Hierarquia das Medidas de Controle e a “Cultura do EPI”

Infelizmente, o universo prevencionista vive a “cultura do EPI”.

O Equipamento de Proteção Individual é, quase sempre, a primeira solução adotada diante de um risco ambiental. Isso não seria errado, se não fosse pelo fato de essa primeira medida quase sempre se tornar a única.

Isso, em muitos casos, não é aceitável – nem correto do ponto de vista técnico.

A hierarquia das medidas de controle dos riscos ambientais é ignorada. Além de ser parte fundamental dos princípios da Higiene Ocupacional, essa hierarquia tem previsão legal e, como tal, deve ser obedecida.

Nesse artigo, conversaremos sobre a hierarquia das medidas de controle e como colocar as coisas em seu devido lugar. Ao final, você saberá:

  • A ordem de prioridade das medidas de controle dos riscos ambientais, segundo a NR-1;
  • Por onde começar o seu trabalho, ao buscar aplicar a hierarquia das medidas de controle;
  • Por que a “cultura do EPI” é tão nociva, e que “distribuir EPI” não é uma tarefa tão fácil quanto a maioria pensa.

Vamos lá!

A hierarquia das medidas de controle

Todos sabemos que, diante dos riscos ocupacionais, alguma medida de controle deve ser tomada.

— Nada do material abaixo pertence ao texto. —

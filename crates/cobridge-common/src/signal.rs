//! Signal enumerations exchanged between the engine and the node thread.
//!
//! One simulation step is a strictly lockstep conversation, so each
//! direction carries at most one in-flight signal at a time. Signals are
//! posted through single-slot mailboxes (see `cobridge-core`); the `None`
//! variant is the empty-slot sentinel, never a real message.

use std::fmt;

/// Signals posted by the engine thread, consumed by the node thread.
#[derive(Debug, Clone, Copy, PartialEq, Eq)]
pub enum EngineSignal {
    /// Empty slot; no signal pending.
    None,
    /// The engine finished processing the current phase (the protocol ack).
    Done,
    /// The engine's owner requested an abort.
    Quit,
    /// The engine requested node shutdown (stop the execution loop and exit).
    Exit,
    /// The engine is terminating its own simulation.
    Terminate,
}

impl EngineSignal {
    /// Human-readable signal name for logging.
    pub const fn name(self) -> &'static str {
        match self {
            EngineSignal::None => "NONE",
            EngineSignal::Done => "DONE",
            EngineSignal::Quit => "QUIT",
            EngineSignal::Exit => "EXIT",
            EngineSignal::Terminate => "TERMINATE",
        }
    }
}

impl fmt::Display for EngineSignal {
    fn fmt(&self, f: &mut fmt::Formatter<'_>) -> fmt::Result {
        f.write_str(self.name())
    }
}

/// Signals posted by the node thread, consumed by the engine thread.
///
/// All variants except [`NodeSignal::Timeout`] originate from framework
/// callbacks on the node thread. `Timeout` is synthesized locally by the
/// waiting side when a mailbox wait expires; it is never posted.
#[derive(Debug, Clone, Copy, PartialEq, Eq)]
pub enum NodeSignal {
    /// Empty slot; no signal pending.
    None,
    /// The node is initializing a new simulation run.
    Start,
    /// The node requests the engine's outputs (UPDATE_Y phase).
    UpdateY,
    /// The node has new inputs ready to be pulled (UPDATE_X phase).
    UpdateX,
    /// The node's simulation terminated normally.
    Terminate,
    /// The node aborted; the session is over.
    Quit,
    /// Synthetic: a wait on the node expired without a signal.
    Timeout,
}

impl NodeSignal {
    /// Human-readable signal name for logging.
    pub const fn name(self) -> &'static str {
        match self {
            NodeSignal::None => "NONE",
            NodeSignal::Start => "START",
            NodeSignal::UpdateY => "UPDATE_Y",
            NodeSignal::UpdateX => "UPDATE_X",
            NodeSignal::Terminate => "TERMINATE",
            NodeSignal::Quit => "QUIT",
            NodeSignal::Timeout => "TIMEOUT",
        }
    }
}

impl fmt::Display for NodeSignal {
    fn fmt(&self, f: &mut fmt::Formatter<'_>) -> fmt::Result {
        f.write_str(self.name())
    }
}

#[cfg(test)]
mod tests {
    use super::*;

    #[test]
    fn test_signal_names() {
        assert_eq!(EngineSignal::Done.name(), "DONE");
        assert_eq!(NodeSignal::UpdateY.name(), "UPDATE_Y");
        assert_eq!(NodeSignal::UpdateX.name(), "UPDATE_X");
        assert_eq!(format!("{}", NodeSignal::Timeout), "TIMEOUT");
    }
}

Essas medidas de controle, porém, não podem ser adotadas de qualquer jeito, sem critérios. Existe uma ordem de prioridade que deve ser seguida.

E essa hierarquia está estabelecida, na nossa legislação, pelo item 1.4.1, “g”, da nova NR-1.

Basicamente, é aquilo que sempre ouvimos, como um mantra, nos cursos técnicos e de especialização.

FONTE – TRAJETÓRIA – INDIVÍDUO

Diz o item 1.4.1, alínea “g”, que:

1.4.1 Cabe ao empregador:

(…)

g) implementar medidas de prevenção, ouvidos os trabalhadores, de acordo com a seguinte ordem de prioridade:

I. eliminação dos fatores de risco;

II. minimização e controle dos fatores de risco, com a adoção de medidas de proteção coletiva;

III. minimização e controle dos fatores de risco, com a adoção de medidas administrativas ou de organização do trabalho; e

IV. adoção de medidas de proteção individual.

O item 1.5.5.1.2 da nova NR-1/GRO complementa essa ideia, estabelecendo que:

1.5.5.1.2 Quando comprovada pela organização a inviabilidade técnica da adoção de medidas de proteção coletiva, ou quando estas não forem suficientes ou encontrarem-se em fase de estudo, planejamento ou implantação ou, ainda, em caráter complementar ou emergencial, deverão ser adotadas outras medidas, obedecendo-se a seguinte hierarquia:

a) medidas de caráter administrativo ou de organização do trabalho;

b) utilização de equipamentos de proteção individual – EPI. 

Observe esse item. Veja que, antes de recomendar o uso do EPI, você precisa comprovar que as medidas de proteção coletiva são tecnicamente inviáveis.

Também precisaria comprovar que as medidas de controle são insuficientes, ou então que está estudando/planejando/implantando medidas de proteção coletivas.

Só então, depois de cumpridas essas etapas, é que o uso do EPI seria justificado.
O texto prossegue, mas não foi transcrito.